----- MATERIAL FOR THIS EXERCISE -----

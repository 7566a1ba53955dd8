//! Component configuration blobs

use serde::de::DeserializeOwned;
use serde_json::{Map, Value};

/// One component entry of a skill definition, minus its `tag` and `priority`
#[derive(Debug, Clone, Default, PartialEq)]
pub struct ComponentConfig {
    fields: Map<String, Value>,
}

impl ComponentConfig {
    pub fn new(fields: Map<String, Value>) -> Self {
        ComponentConfig { fields }
    }

    /// Split a raw definition entry into tag, priority and fields
    pub fn from_entry(mut entry: Map<String, Value>) -> Result<(String, Option<i32>, Self), String> {
        let tag = match entry.remove("tag") {
            Some(Value::String(tag)) => tag,
            Some(other) => return Err(format!("tag must be a string, got {}", other)),
            None => return Err("missing tag".to_string()),
        };
        let priority = match entry.remove("priority") {
            Some(Value::Number(n)) => n
                .as_i64()
                .and_then(|p| i32::try_from(p).ok())
                .map(Some)
                .ok_or_else(|| format!("priority out of range: {}", n))?,
            Some(other) => return Err(format!("priority must be an integer, got {}", other)),
            None => None,
        };
        Ok((tag, priority, ComponentConfig::new(entry)))
    }

    pub fn get(&self, key: &str) -> Option<&Value> {
        self.fields.get(key)
    }

    /// Deserialize the fields into a component struct
    pub fn parse<T: DeserializeOwned>(&self) -> Result<T, String> {
        serde_json::from_value(Value::Object(self.fields.clone())).map_err(|e| e.to_string())
    }
}

/// Initializes a freshly constructed component from its definition
///
/// Missing fields keep the component's defaults.
pub trait Configure {
    fn configure(&mut self, config: &ComponentConfig) -> Result<(), String>;
}

impl<T: DeserializeOwned> Configure for T {
    fn configure(&mut self, config: &ComponentConfig) -> Result<(), String> {
        *self = config.parse()?;
        Ok(())
    }
}

#[cfg(test)]
mod tests {
    use super::*;
    use serde::Deserialize;
    use serde_json::json;

    #[derive(Debug, Deserialize, Default, PartialEq)]
    #[serde(default)]
    struct Sample {
        ratio: f64,
        count: u32,
    }

    fn entry(value: Value) -> Map<String, Value> {
        match value {
            Value::Object(map) => map,
            _ => panic!("expected object"),
        }
    }

    #[test]
    fn test_from_entry_splits_tag_and_priority() {
        let (tag, priority, config) =
            ComponentConfig::from_entry(entry(json!({"tag": "attack", "priority": 5, "ratio": 1.5})))
                .unwrap();
        assert_eq!(tag, "attack");
        assert_eq!(priority, Some(5));
        assert!(config.get("tag").is_none());
        assert!(config.get("ratio").is_some());
    }

    #[test]
    fn test_missing_tag() {
        let err = ComponentConfig::from_entry(entry(json!({"ratio": 1.0}))).unwrap_err();
        assert!(err.contains("missing tag"));
    }

    #[test]
    fn test_configure_defaults_missing_fields() {
        let (_, _, config) =
            ComponentConfig::from_entry(entry(json!({"tag": "x", "ratio": 2}))).unwrap();
        let mut sample = Sample::default();
        sample.configure(&config).unwrap();
        assert_eq!(sample, Sample { ratio: 2.0, count: 0 });
    }

    #[test]
    fn test_configure_rejects_wrong_type() {
        let (_, _, config) =
            ComponentConfig::from_entry(entry(json!({"tag": "x", "count": "many"}))).unwrap();
        let mut sample = Sample::default();
        assert!(sample.configure(&config).is_err());
    }
}
//! StatValue - one stat during a snapshot: base, then flat, increased, more

use serde::{Deserialize, Serialize};

/// One stat being assembled for a snapshot
///
/// `(base + flat) * (1 + increased) * more`, where flat amounts come from
/// buffs and statuses, increased percentages from passives and auras, and
/// `more` is the running product of independent multipliers.
#[derive(Debug, Clone, Copy, PartialEq, Serialize, Deserialize)]
pub struct StatValue {
    pub base: f64,
    pub flat: f64,
    pub increased: f64,
    pub more: f64,
}

impl Default for StatValue {
    fn default() -> Self {
        StatValue::with_base(0.0)
    }
}

impl StatValue {
    pub fn with_base(base: f64) -> Self {
        StatValue {
            base,
            flat: 0.0,
            increased: 0.0,
            more: 1.0,
        }
    }

    /// Final value; a net increase below -100% yields zero, not a sign flip
    pub fn compute(&self) -> f64 {
        (self.base + self.flat) * (1.0 + self.increased).max(0.0) * self.more
    }

    pub fn add_flat(&mut self, value: f64) {
        self.flat += value;
    }

    /// Percent as a fraction: 0.25 adds 25% of base plus flat
    pub fn add_increased(&mut self, value: f64) {
        self.increased += value;
    }

    pub fn add_more(&mut self, multiplier: f64) {
        self.more *= multiplier;
    }

    /// True when nothing but the base contributes
    pub fn is_unmodified(&self) -> bool {
        self.flat == 0.0 && self.increased == 0.0 && self.more == 1.0
    }
}

#[cfg(test)]
mod tests {
    use super::*;

    #[test]
    fn test_base_only() {
        let attack = StatValue::with_base(24.0);
        assert!(attack.is_unmodified());
        assert!((attack.compute() - 24.0).abs() < f64::EPSILON);
    }

    #[test]
    fn test_buff_then_passive_then_multiplier() {
        // (20 + 5) * 1.3 * 1.5 = 48.75
        let mut attack = StatValue::with_base(20.0);
        attack.add_flat(5.0);
        attack.add_increased(0.1);
        attack.add_increased(0.2);
        attack.add_more(1.5);
        assert!((attack.compute() - 48.75).abs() < 1e-9);
        assert!(!attack.is_unmodified());
    }

    #[test]
    fn test_debuff_below_zero_floors_increase() {
        let mut speed = StatValue::with_base(12.0);
        speed.add_increased(-0.6);
        speed.add_increased(-0.6);
        assert_eq!(speed.compute(), 0.0);
    }

    #[test]
    fn test_negative_flat_can_cancel_base() {
        let mut defense = StatValue::with_base(8.0);
        defense.add_flat(-8.0);
        assert_eq!(defense.compute(), 0.0);
    }
}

-----

▸ TASK DESCRIPTION:
A word-for-word transcription of the listing above is what the answer should contain.

▸ EXERCISE RESPONSE:
repository 7566a1ba53955dd8
//! Component configuration blobs

use serde::de::DeserializeOwned;
use serde_json::{Map, Value};

/// One component entry of a skill definition, minus its `tag` and `priority`
#[derive(Debug, Clone, Default, PartialEq)]
pub struct ComponentConfig {
    fields: Map<String, Value>,
}

impl ComponentConfig {
    pub fn new(fields: Map<String, Value>) -> Self {
        ComponentConfig { fields }
    }

    /// Split a raw definition entry into tag, priority and fields
    pub fn from_entry(mut entry: Map<String, Value>) -> Result<(String, Option<i32>, Self), String> {
        let tag = match entry.remove("tag") {
            Some(Value::String(tag)) => tag,
            Some(other) => return Err(format!("tag must be a string, got {}", other)),
            None => return Err("missing tag".to_string()),
        };
        let priority = match entry.remove("priority") {
            Some(Value::Number(n)) => n
                .as_i64()
                .and_then(|p| i32::try_from(p).ok())
                .map(Some)
                .ok_or_else(|| format!("priority out of range: {}", n))?,
            Some(other) => return Err(format!("priority must be an integer, got {}", other)),
            None => None,
        };
        Ok((tag, priority, ComponentConfig::new(entry)))
    }

    pub fn get(&self, key: &str) -> Option<&Value> {
        self.fields.get(key)
    }

    /// Deserialize the fields into a component struct
    pub fn parse<T: DeserializeOwned>(&self) -> Result<T, String> {
        serde_json::from_value(Value::Object(self.fields.clone())).map_err(|e| e.to_string())
    }
}

/// Initializes a freshly constructed component from its definition
///
/// Missing fields keep the component's defaults.
pub trait Configure {
    fn configure(&mut self, config: &ComponentConfig) -> Result<(), String>;
}

impl<T: DeserializeOwned> Configure for T {
    fn configure(&mut self, config: &ComponentConfig) -> Result<(), String> {
        *self = config.parse()?;
        Ok(())
    }
}

#[cfg(test)]
mod tests {
    use super::*;
    use serde::Deserialize;
    use serde_json::json;

    #[derive(Debug, Deserialize, Default, PartialEq)]
    #[serde(default)]
    struct Sample {
        ratio: f64,
        count: u32,
    }

    fn entry(value: Value) -> Map<String, Value> {
        match value {
            Value::Object(map) => map,
            _ => panic!("expected object"),
        }
    }

    #[test]
    fn test_from_entry_splits_tag_and_priority() {
        let (tag, priority, config) =
            ComponentConfig::from_entry(entry(json!({"tag": "attack", "priority": 5, "ratio": 1.5})))
                .unwrap();
        assert_eq!(tag, "attack");
        assert_eq!(priority, Some(5));
        assert!(config.get("tag").is_none());
        assert!(config.get("ratio").is_some());
    }

    #[test]
    fn test_missing_tag() {
        let err = ComponentConfig::from_entry(entry(json!({"ratio": 1.0}))).unwrap_err();
        assert!(err.contains("missing tag"));
    }

    #[test]
    fn test_configure_defaults_missing_fields() {
        let (_, _, config) =
            ComponentConfig::from_entry(entry(json!({"tag": "x", "ratio": 2}))).unwrap();
        let mut sample = Sample::default();
        sample.configure(&config).unwrap();
        assert_eq!(sample, Sample { ratio: 2.0, count: 0 });
    }

    #[test]
    fn test_configure_rejects_wrong_type() {
        let (_, _, config) =
            ComponentConfig::from_entry(entry(json!({"tag": "x", "count": "many"}))).unwrap();
        let mut sample = Sample::default();
        assert!(sample.configure(&config).is_err());
    }
}
//! StatValue - one stat during a snapshot: base, then flat, increased, more

use serde::{Deserialize, Serialize};

/// One stat being assembled for a snapshot
///
/// `(base + flat) * (1 + increased) * more`, where flat amounts come from
/// buffs and statuses, increased percentages from passives and auras, and
/// `more` is the running product of independent multipliers.
#[derive(Debug, Clone, Copy, PartialEq, Serialize, Deserialize)]
pub struct StatValue {
    pub base: f64,
    pub flat: f64,
    pub increased: f64,
    pub more: f64,
}

impl Default for StatValue {
    fn default() -> Self {
        StatValue::with_base(0.0)
    }
}

impl StatValue {
    pub fn with_base(base: f64) -> Self {
        StatValue {
            base,
            flat: 0.0,
            increased: 0.0,
            more: 1.0,
        }
    }

    /// Final value; a net increase below -100% yields zero, not a sign flip
    pub fn compute(&self) -> f64 {
        (self.base + self.flat) * (1.0 + self.increased).max(0.0) * self.more
    }

    pub fn add_flat(&mut self, value: f64) {
        self.flat += value;
    }

    /// Percent as a fraction: 0.25 adds 25% of base plus flat
    pub fn add_increased(&mut self, value: f64) {
        self.increased += value;
    }

    pub fn add_more(&mut self, multiplier: f64) {
        self.more *= multiplier;
    }

    /// True when nothing but the base contributes
    pub fn is_unmodified(&self) -> bool {
        self.flat == 0.0 && self.increased == 0.0 && self.more == 1.0
    }
}

#[cfg(test)]
mod tests {
    use super::*;

    #[test]
    fn test_base_only() {
        let attack = StatValue::with_base(24.0);
        assert!(attack.is_unmodified());
        assert!((attack.compute() - 24.0).abs() < f64::EPSILON);
    }

    #[test]
    fn test_buff_then_passive_then_multiplier() {
        // (20 + 5) * 1.3 * 1.5 = 48.75
        let mut attack = StatValue::with_base(20.0);
        attack.add_flat(5.0);
        attack.add_increased(0.1);
        attack.add_increased(0.2);
        attack.add_more(1.5);
        assert!((attack.compute() - 48.75).abs() < 1e-9);
        assert!(!attack.is_unmodified());
    }

    #[test]
    fn test_debuff_below_zero_floors_increase() {
        let mut speed = StatValue::with_base(12.0);
        speed.add_increased(-0.6);
        speed.add_increased(-0.6);
        assert_eq!(speed.compute(), 0.0);
    }

    #[test]
    fn test_negative_flat_can_cancel_base() {
        let mut defense = StatValue::with_base(8.0);
        defense.add_flat(-8.0);
        assert_eq!(defense.compute(), 0.0);
    }
}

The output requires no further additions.